1) slavery, which was foundational to American society and culture and persisted in its classical form until the Civil War and reconstruction in the 1860s;

2) Jim Crow, which emerged in the wake of reconstruction as a way to keep the "racial caste" system intact and persisted until the civil rights movement; and

3) mass incarceration, which emerged in response to the civil rights movement just as Jim Crow emerged in response to reconstruction.

The laws and court cases that Alexander tracks in the book are meant to help her tell the story of how these transitions took place in order to prove her overall thesis: mass incarceration is the current way that America maintains its "racial caste" system.

Two important pieces of legislation serve as examples in her analysis of the transition from slavery to Jim Crow in response to Reconstruction. One is the Civil Rights Act of 1866, which was intended to "bestow full citizenship upon African Americans" (29). This law, as well as the 14th Amendment, was passed to counter the "black codes" passed at the state level, which returned black Americans to a state close to slavery. The impact of this legislation, however, was "largely symbolic," especially in light of language in the 13th Amendment that abolished slavery except as punishment for a crime. This brings me to the case Ruffin v Commonwealth (1871), in which the Supreme Court of Virginia "put to rest any notion that convicts were legally distinguishable from slaves" (31). Part of Alexander's point in recounting this history is to point out that the civil rights legislation of the 1960s was not the first time that the United States legally abolished one form of structural racism only to have it return in other forms.
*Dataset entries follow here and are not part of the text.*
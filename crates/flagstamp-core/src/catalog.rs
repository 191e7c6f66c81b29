//! Built-in flag catalog.
//!
//! Maps two-letter country codes to flag image URLs served by
//! flagsapi.com. The compositing engine treats URLs as opaque; the catalog
//! is only consulted to resolve country codes and, when configured, to
//! reject URLs it did not produce.

use serde::{Deserialize, Serialize};

const FLAG_URL_PREFIX: &str = "https://flagsapi.com/";
const FLAG_URL_SUFFIX: &str = "/flat/64.png";

/// A country that has a flag in the catalog.
#[derive(Debug, Clone, Copy, PartialEq, Eq, Serialize)]
pub struct Country {
    pub code: &'static str,
    pub name: &'static str,
}

/// Catalog entry as exposed to the UI.
#[derive(Debug, Clone, PartialEq, Eq, Serialize, Deserialize)]
pub struct FlagEntry {
    pub code: String,
    pub name: String,
    pub url: String,
}

/// Participating countries, sorted by name.
pub const COUNTRIES: &[Country] = &[
    Country { code: "AL", name: "Albania" },
    Country { code: "AM", name: "Armenia" },
    Country { code: "AU", name: "Australia" },
    Country { code: "AT", name: "Austria" },
    Country { code: "AZ", name: "Azerbaijan" },
    Country { code: "BE", name: "Belgium" },
    Country { code: "HR", name: "Croatia" },
    Country { code: "CY", name: "Cyprus" },
    Country { code: "CZ", name: "Czechia" },
    Country { code: "DK", name: "Denmark" },
    Country { code: "EE", name: "Estonia" },
    Country { code: "FI", name: "Finland" },
    Country { code: "FR", name: "France" },
    Country { code: "GE", name: "Georgia" },
    Country { code: "DE", name: "Germany" },
    Country { code: "GR", name: "Greece" },
    Country { code: "IS", name: "Iceland" },
    Country { code: "IE", name: "Ireland" },
    Country { code: "IL", name: "Israel" },
    Country { code: "IT", name: "Italy" },
    Country { code: "LV", name: "Latvia" },
    Country { code: "LT", name: "Lithuania" },
    Country { code: "LU", name: "Luxembourg" },
    Country { code: "MT", name: "Malta" },
    Country { code: "ME", name: "Montenegro" },
    Country { code: "NL", name: "Netherlands" },
    Country { code: "NO", name: "Norway" },
    Country { code: "PL", name: "Poland" },
    Country { code: "PT", name: "Portugal" },
    Country { code: "SM", name: "San Marino" },
    Country { code: "RS", name: "Serbia" },
    Country { code: "SI", name: "Slovenia" },
    Country { code: "ES", name: "Spain" },
    Country { code: "SE", name: "Sweden" },
    Country { code: "CH", name: "Switzerland" },
    Country { code: "UA", name: "Ukraine" },
    Country { code: "GB", name: "United Kingdom" },
];

/// Countries shown in the flag grid before the user picks any.
pub const SAMPLE_CODES: &[&str] = &["FR", "DE", "IT", "ES", "GB", "SE", "UA", "CH", "NO", "NL"];

/// Flag image URL for a country code. The code is not validated.
pub fn flag_url(code: &str) -> String {
    format!("{FLAG_URL_PREFIX}{}{FLAG_URL_SUFFIX}", code.to_ascii_uppercase())
}

/// Look up a country by code, case-insensitively.
pub fn find_country(code: &str) -> Option<&'static Country> {
    let code = code.trim();
    COUNTRIES.iter().find(|c| c.code.eq_ignore_ascii_case(code))
}

/// Resolve a country code to its catalog entry.
pub fn lookup(code: &str) -> Option<FlagEntry> {
    find_country(code).map(entry_for)
}

/// True if `url` is a flag URL for a country in the catalog.
pub fn recognizes_url(url: &str) -> bool {
    url.strip_prefix(FLAG_URL_PREFIX)
        .and_then(|rest| rest.strip_suffix(FLAG_URL_SUFFIX))
        .is_some_and(|code| COUNTRIES.iter().any(|c| c.code == code))
}

/// All catalog entries, sorted by country name.
pub fn entries() -> Vec<FlagEntry> {
    COUNTRIES.iter().map(entry_for).collect()
}

/// The initial sample shown in the flag grid.
pub fn sample_entries() -> Vec<FlagEntry> {
    SAMPLE_CODES.iter().filter_map(|code| lookup(code)).collect()
}

fn entry_for(country: &Country) -> FlagEntry {
    FlagEntry {
        code: country.code.to_string(),
        name: country.name.to_string(),
        url: flag_url(country.code),
    }
}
This brings me to Alexander's treatment of the transition from Jim Crow to mass incarceration a century after Reconstruction. Much of this revolves around the so-called "War on Drugs." Alexander cites Supreme Court Justice Thurgood Marshall, who "felt compelled to remind his colleagues that there is, in fact, 'no drug exception' written into the constitution" (61). Alexander's point is that the war on drugs provided exactly the same kind of "exception" to civil rights legislation in the wake of the civil rights movement that the 13th Amendment did to reconstruction legislation a century earlier. The pattern is the same: abolish one racist system but create a zone of exception that you can then fit all the old forms of discrimination into.

Alexander cites a number of laws and Supreme Court cases having to do with the War on Drugs to demonstrate that this is the case. In California v Acevedo, for example, the court ruled in favor of warrantless searches and seizures of property in drug cases, creating the legal grounds for such racist policing tactics as "stop and frisk" that persist to this day. According to Alexander, "The first major sign that the Supreme Court would not allow the 4th Amendment to interfere with the prosecution of the War on Drugs came in Florida v Bostick," in which the court upheld the warrantless search of a man who had been sleeping in the back of a Greyhound bus and ended up being charged with trafficking cocaine.

The key idea is that these cases created "exceptions" to the rights supposedly universally granted to American citizens under the pretext of fighting the War on Drugs. Because of this, police were allowed to specifically target black and brown Americans so as to create a criminalized "under-caste" of people convicted of felony offenses—especially drug offenses—who, due to the provisions of the 13th Amendment, can be disenfranchised for life and put to hard-labor conditions in prison that resemble slavery, and they can be denied public housing and legally subjected to employment discrimination when they get out.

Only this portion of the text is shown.